Hace ya tiempo, Norberto Bobbio -un moderado que defendió la vigencia del clivaje izquierda/derecha como centroizquierda y centroderecha- escribió que "la única certidumbre de la izquierda es dudar de sí misma". Y Enzo Traverso, en su reciente libro Mélancolie de gauche [Melancolía de izquierda], apunta que "el marxismo funcionó durante mucho tiempo como vehículo de una memoria de clase y de las luchas emancipatorias. Para ello periodizó la modernidad como una sucesión de revoluciones: una línea recta unía 1789 con 1917, pasando por 1848 y la Comuna de París. Pero se trataba en verdad de una memoria teleológica, una memoria para el futuro". Esa transmisión se rompió en 1989 (y en parte antes). Allí la izquierda pasó a preferir el más ambiguo concepto de "progresismo". Pero el clivaje izquierda/derecha presenta otro problema: la derecha suele negar ser de derecha. El término "derecha" tiene en muchos países una carga axiológica negativa.
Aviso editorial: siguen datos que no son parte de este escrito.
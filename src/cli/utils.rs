use serde_json::{json, Value};

use crate::cli::OutputFormat;

/// Output a success message in the appropriate format.
///
/// In JSON mode the fields of `data` (when it is an object) are merged into
/// the top-level response; any other value is placed under `data`.
pub fn output_success(output_format: &OutputFormat, message: &str, data: Option<Value>) -> anyhow::Result<()> {
    match output_format {
        OutputFormat::Json => {
            println!("{}", serde_json::to_string_pretty(&success_body(message, data))?);
        }
        OutputFormat::Text => {
            println!("✓ {}", message);
        }
    }
    Ok(())
}

/// Output an error message in the appropriate format
pub fn output_error(output_format: &OutputFormat, message: &str, error_code: Option<&str>) -> anyhow::Result<()> {
    match output_format {
        OutputFormat::Json => {
            let mut response = json!({
                "success": false,
                "error": message
            });

            if let Some(code) = error_code {
                response["error_code"] = json!(code);
            }

            println!("{}", serde_json::to_string_pretty(&response)?);
        }
        OutputFormat::Text => {
            eprintln!("Error: {}", message);
        }
    }
    Ok(())
}

/// Print `key: value` lines for the scalar fields of an object
pub fn output_fields(value: &Value) {
    if let Some(object) = value.as_object() {
        for (key, field) in object {
            match field {
                Value::String(s) => println!("  {}: {}", key, s),
                Value::Object(_) | Value::Array(_) => {}
                other => println!("  {}: {}", key, other),
            }
        }
    }
}

fn success_body(message: &str, data: Option<Value>) -> Value {
    let mut response = json!({
        "success": true,
        "message": message
    });

    match data {
        Some(Value::Object(fields)) => {
            if let Some(object) = response.as_object_mut() {
                object.extend(fields);
            }
        }
        Some(other) => response["data"] = other,
        None => {}
    }

    response
}

#[cfg(test)]
mod tests {
    use super::*;

    #[test]
    fn object_data_is_merged() {
        let body = success_body("done", Some(json!({"duplicated": 3})));
        assert_eq!(body["duplicated"], 3);
        assert_eq!(body["success"], true);
    }

    #[test]
    fn scalar_data_is_nested() {
        let body = success_body("done", Some(json!([1, 2])));
        assert_eq!(body["data"], json!([1, 2]));
        assert!(success_body("done", None).get("data").is_none());
    }
}
use serde::Deserialize;
use sqlx::PgPool;
use uuid::Uuid;

use super::validation;
use crate::database::manager::DatabaseManager;
use crate::database::models::{Permission, Role};
use crate::error::ApiError;
use crate::middleware::CurrentUser;

pub const USERS_MANAGE: &str = "users.manage";
pub const ORGANIZATION_MANAGE: &str = "organization.manage";
pub const RBAC_MANAGE: &str = "rbac.manage";

/// Body for creating or updating a role or a permission
#[derive(Debug, Deserialize)]
#[serde(rename_all = "camelCase")]
pub struct NamedInput {
    pub name: Option<String>,
    pub description: Option<String>,
}

#[derive(Debug, Deserialize)]
#[serde(rename_all = "camelCase")]
pub struct PermissionIds {
    pub permission_ids: Vec<Uuid>,
}

#[derive(Debug, Deserialize)]
#[serde(rename_all = "camelCase")]
pub struct RoleIds {
    pub role_ids: Vec<Uuid>,
}

/// Table a named RBAC record lives in
#[derive(Debug, Clone, Copy)]
enum Catalog {
    Roles,
    Permissions,
}

impl Catalog {
    fn table(&self) -> &'static str {
        match self {
            Catalog::Roles => "roles",
            Catalog::Permissions => "permissions",
        }
    }

    fn noun(&self) -> &'static str {
        match self {
            Catalog::Roles => "Role",
            Catalog::Permissions => "Permission",
        }
    }
}

pub struct RbacService {
    pool: PgPool,
}

impl RbacService {
    pub async fn new() -> Result<Self, ApiError> {
        let pool = DatabaseManager::pool().await?;
        Ok(Self { pool })
    }

    /// Admins hold every permission. Everyone else needs a direct grant or a role granting it.
    pub async fn has_permission(&self, user: &CurrentUser, name: &str) -> Result<bool, ApiError> {
        if user.is_admin() {
            return Ok(true);
        }
        let (granted,): (bool,) = sqlx::query_as(
            r#"
            SELECT EXISTS (
                SELECT 1 FROM user_permissions up
                JOIN permissions p ON p.id = up.permission_id
                WHERE up.user_id = $1 AND p.name = $2
                UNION ALL
                SELECT 1 FROM user_roles ur
                JOIN role_permissions rp ON rp.role_id = ur.role_id
                JOIN permissions p ON p.id = rp.permission_id
                WHERE ur.user_id = $1 AND p.name = $2
            )
            "#,
        )
        .bind(user.id)
        .bind(name)
        .fetch_one(&self.pool)
        .await?;
        Ok(granted)
    }

    pub async fn require_permission(&self, user: &CurrentUser, name: &str) -> Result<(), ApiError> {
        if self.has_permission(user, name).await? {
            Ok(())
        } else {
            tracing::warn!("User {} lacks permission {}", user.id, name);
            Err(ApiError::forbidden(format!("Permission '{}' required", name)))
        }
    }

    pub async fn roles(&self) -> Result<Vec<Role>, ApiError> {
        let roles = sqlx::query_as::<_, Role>("SELECT * FROM roles ORDER BY name ASC")
            .fetch_all(&self.pool)
            .await?;
        Ok(roles)
    }

    pub async fn role(&self, id: Uuid) -> Result<Role, ApiError> {
        self.get(Catalog::Roles, id).await
    }

    pub async fn create_role(&self, input: NamedInput) -> Result<Role, ApiError> {
        self.create(Catalog::Roles, input).await
    }

    pub async fn update_role(&self, id: Uuid, input: NamedInput) -> Result<Role, ApiError> {
        self.update(Catalog::Roles, id, input).await
    }

    pub async fn delete_role(&self, id: Uuid) -> Result<(), ApiError> {
        self.delete(Catalog::Roles, id).await
    }

    pub async fn permissions(&self) -> Result<Vec<Permission>, ApiError> {
        let permissions = sqlx::query_as::<_, Permission>("SELECT * FROM permissions ORDER BY name ASC")
            .fetch_all(&self.pool)
            .await?;
        Ok(permissions)
    }

    pub async fn permission(&self, id: Uuid) -> Result<Permission, ApiError> {
        self.get(Catalog::Permissions, id).await
    }

    pub async fn create_permission(&self, input: NamedInput) -> Result<Permission, ApiError> {
        self.create(Catalog::Permissions, input).await
    }

    pub async fn update_permission(&self, id: Uuid, input: NamedInput) -> Result<Permission, ApiError> {
        self.update(Catalog::Permissions, id, input).await
    }

    pub async fn delete_permission(&self, id: Uuid) -> Result<(), ApiError> {
        self.delete(Catalog::Permissions, id).await
    }

    async fn get<T>(&self, catalog: Catalog, id: Uuid) -> Result<T, ApiError>
    where
        T: for<'r> sqlx::FromRow<'r, sqlx::postgres::PgRow> + Send + Unpin,
    {
        let sql = format!("SELECT * FROM {} WHERE id = $1", catalog.table());
        sqlx::query_as::<_, T>(&sql)
            .bind(id)
            .fetch_optional(&self.pool)
            .await?
            .ok_or_else(|| ApiError::not_found(format!("{} not found", catalog.noun())))
    }

    async fn create<T>(&self, catalog: Catalog, input: NamedInput) -> Result<T, ApiError>
    where
        T: for<'r> sqlx::FromRow<'r, sqlx::postgres::PgRow> + Send + Unpin,
    {
        let name = validation::title("name", input.name.as_deref().unwrap_or_default(), 1, 100)?;
        let sql = format!(
            "INSERT INTO {} (id, name, description) VALUES ($1, $2, $3) RETURNING *",
            catalog.table()
        );
        let created = sqlx::query_as::<_, T>(&sql)
            .bind(Uuid::new_v4())
            .bind(&name)
            .bind(input.description)
            .fetch_one(&self.pool)
            .await
            .map_err(|e| duplicate_name(e, catalog))?;

        tracing::info!("{} '{}' created", catalog.noun(), name);
        Ok(created)
    }

    async fn update<T>(&self, catalog: Catalog, id: Uuid, input: NamedInput) -> Result<T, ApiError>
    where
        T: for<'r> sqlx::FromRow<'r, sqlx::postgres::PgRow> + Send + Unpin,
    {
        let name = validation::optional_title("name", input.name, 1, 100)?;
        let sql = format!(
            r#"
            UPDATE {}
            SET name = COALESCE($2, name), description = COALESCE($3, description), updated_at = NOW()
            WHERE id = $1
            RETURNING *
            "#,
            catalog.table()
        );
        sqlx::query_as::<_, T>(&sql)
            .bind(id)
            .bind(name)
            .bind(input.description)
            .fetch_optional(&self.pool)
            .await
            .map_err(|e| duplicate_name(e, catalog))?
            .ok_or_else(|| ApiError::not_found(format!("{} not found", catalog.noun())))
    }

    async fn delete(&self, catalog: Catalog, id: Uuid) -> Result<(), ApiError> {
        let sql = format!("DELETE FROM {} WHERE id = $1", catalog.table());
        let deleted = sqlx::query(&sql).bind(id).execute(&self.pool).await?;
        if deleted.rows_affected() == 0 {
            return Err(ApiError::not_found(format!("{} not found", catalog.noun())));
        }
        tracing::info!("{} {} deleted", catalog.noun(), id);
        Ok(())
    }

    pub async fn role_permissions(&self, role_id: Uuid) -> Result<Vec<Permission>, ApiError> {
        self.role(role_id).await?;
        let permissions = sqlx::query_as::<_, Permission>(
            r#"
            SELECT p.* FROM permissions p
            JOIN role_permissions rp ON rp.permission_id = p.id
            WHERE rp.role_id = $1
            ORDER BY p.name ASC
            "#,
        )
        .bind(role_id)
        .fetch_all(&self.pool)
        .await?;
        Ok(permissions)
    }

    /// Replace the role's permission set
    pub async fn set_role_permissions(&self, role_id: Uuid, permission_ids: Vec<Uuid>) -> Result<Vec<Permission>, ApiError> {
        self.role(role_id).await?;

        let mut tx = self.pool.begin().await?;
        sqlx::query("DELETE FROM role_permissions WHERE role_id = $1")
            .bind(role_id)
            .execute(&mut *tx)
            .await?;
        sqlx::query(
            r#"
            INSERT INTO role_permissions (role_id, permission_id)
            SELECT $1, p.id FROM permissions p WHERE p.id = ANY($2)
            ON CONFLICT DO NOTHING
            "#,
        )
        .bind(role_id)
        .bind(&permission_ids)
        .execute(&mut *tx)
        .await?;
        tx.commit().await?;

        tracing::info!("Role {} now grants {} permissions", role_id, permission_ids.len());
        self.role_permissions(role_id).await
    }

    pub async fn user_roles(&self, user_id: Uuid) -> Result<Vec<Role>, ApiError> {
        let roles = sqlx::query_as::<_, Role>(
            r#"
            SELECT r.* FROM roles r
            JOIN user_roles ur ON ur.role_id = r.id
            WHERE ur.user_id = $1
            ORDER BY r.name ASC
            "#,
        )
        .bind(user_id)
        .fetch_all(&self.pool)
        .await?;
        Ok(roles)
    }

    pub async fn set_user_roles(&self, user_id: Uuid, role_ids: Vec<Uuid>) -> Result<Vec<Role>, ApiError> {
        let mut tx = self.pool.begin().await?;
        sqlx::query("DELETE FROM user_roles WHERE user_id = $1")
            .bind(user_id)
            .execute(&mut *tx)
            .await?;
        sqlx::query(
            r#"
            INSERT INTO user_roles (user_id, role_id)
            SELECT $1, r.id FROM roles r WHERE r.id = ANY($2)
            ON CONFLICT DO NOTHING
            "#,
        )
        .bind(user_id)
        .bind(&role_ids)
        .execute(&mut *tx)
        .await?;
        tx.commit().await?;

        self.user_roles(user_id).await
    }

    pub async fn user_direct_permissions(&self, user_id: Uuid) -> Result<Vec<Permission>, ApiError> {
        let permissions = sqlx::query_as::<_, Permission>(
            r#"
            SELECT p.* FROM permissions p
            JOIN user_permissions up ON up.permission_id = p.id
            WHERE up.user_id = $1
            ORDER BY p.name ASC
            "#,
        )
        .bind(user_id)
        .fetch_all(&self.pool)
        .await?;
        Ok(permissions)
    }

    pub async fn set_user_permissions(&self, user_id: Uuid, permission_ids: Vec<Uuid>) -> Result<Vec<Permission>, ApiError> {
        let mut tx = self.pool.begin().await?;
        sqlx::query("DELETE FROM user_permissions WHERE user_id = $1")
            .bind(user_id)
            .execute(&mut *tx)
            .await?;
        sqlx::query(
            r#"
            INSERT INTO user_permissions (user_id, permission_id)
            SELECT $1, p.id FROM permissions p WHERE p.id = ANY($2)
            ON CONFLICT DO NOTHING
            "#,
        )
        .bind(user_id)
        .bind(&permission_ids)
        .execute(&mut *tx)
        .await?;
        tx.commit().await?;

        self.user_direct_permissions(user_id).await
    }

    /// Role grants united with direct grants
    pub async fn effective_permissions(&self, user_id: Uuid) -> Result<Vec<Permission>, ApiError> {
        let permissions = sqlx::query_as::<_, Permission>(
            r#"
            SELECT DISTINCT p.* FROM permissions p
            WHERE p.id IN (
                SELECT up.permission_id FROM user_permissions up WHERE up.user_id = $1
                UNION
                SELECT rp.permission_id FROM user_roles ur
                JOIN role_permissions rp ON rp.role_id = ur.role_id
                WHERE ur.user_id = $1
            )
            ORDER BY p.name ASC
            "#,
        )
        .bind(user_id)
        .fetch_all(&self.pool)
        .await?;
        Ok(permissions)
    }
}

fn duplicate_name(err: sqlx::Error, catalog: Catalog) -> ApiError {
    match &err {
        sqlx::Error::Database(db) if db.is_unique_violation() => {
            ApiError::conflict(format!("{} name already exists", catalog.noun()))
        }
        _ => err.into(),
    }
}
Por eso, al eje le falta tan a menudo gente que se identifique con esa mitad del tablero. Y no pocas veces se usa "derecha" como un simple epíteto.
Al hablar de política, el eje izquierda/derecha parece tan insuficiente como necesario y tan real como imaginario. Puede tomar la forma de progresistas vs. conservadores frente a cuestiones como el aborto o el matrimonio igualitario, o de estatistas vs. privatistas frente a la propiedad pública; puede ser el complemento de otras categorías (nacionalistas, populistas, liberales); puede referir más o menos a identidades partidarias o a una más escurridiza química de las emociones o los sentimientos. Derechas o izquierdas pueden ser -como han sido siempre- democráticas o autoritarias. En palabras del historiador Horacio Tarcus, "hay una resistencia a desaparecer de una dicotomía que, en definitiva, se cruza con otras nuevas, armando, podríamos decir, un cuadro de doble entrada: globalización financiera ?por arriba' en la lógica del FMI/ globalización social ?por abajo' en la estela del Foro de Porto Alegre; comunitarismo fascistoide à la Le Pen / comunitarismo social de teóricos como Walzer, y así podemos seguir".
De este modo, esa casualidad histórica -cómo se sentaron los partidos en la Asamblea tras la Revolución Francesa- transformada en una metáfora ordenadora del mundo político sigue siendo un hueso duro de roer. Y cada tanto se toma alguna venganza.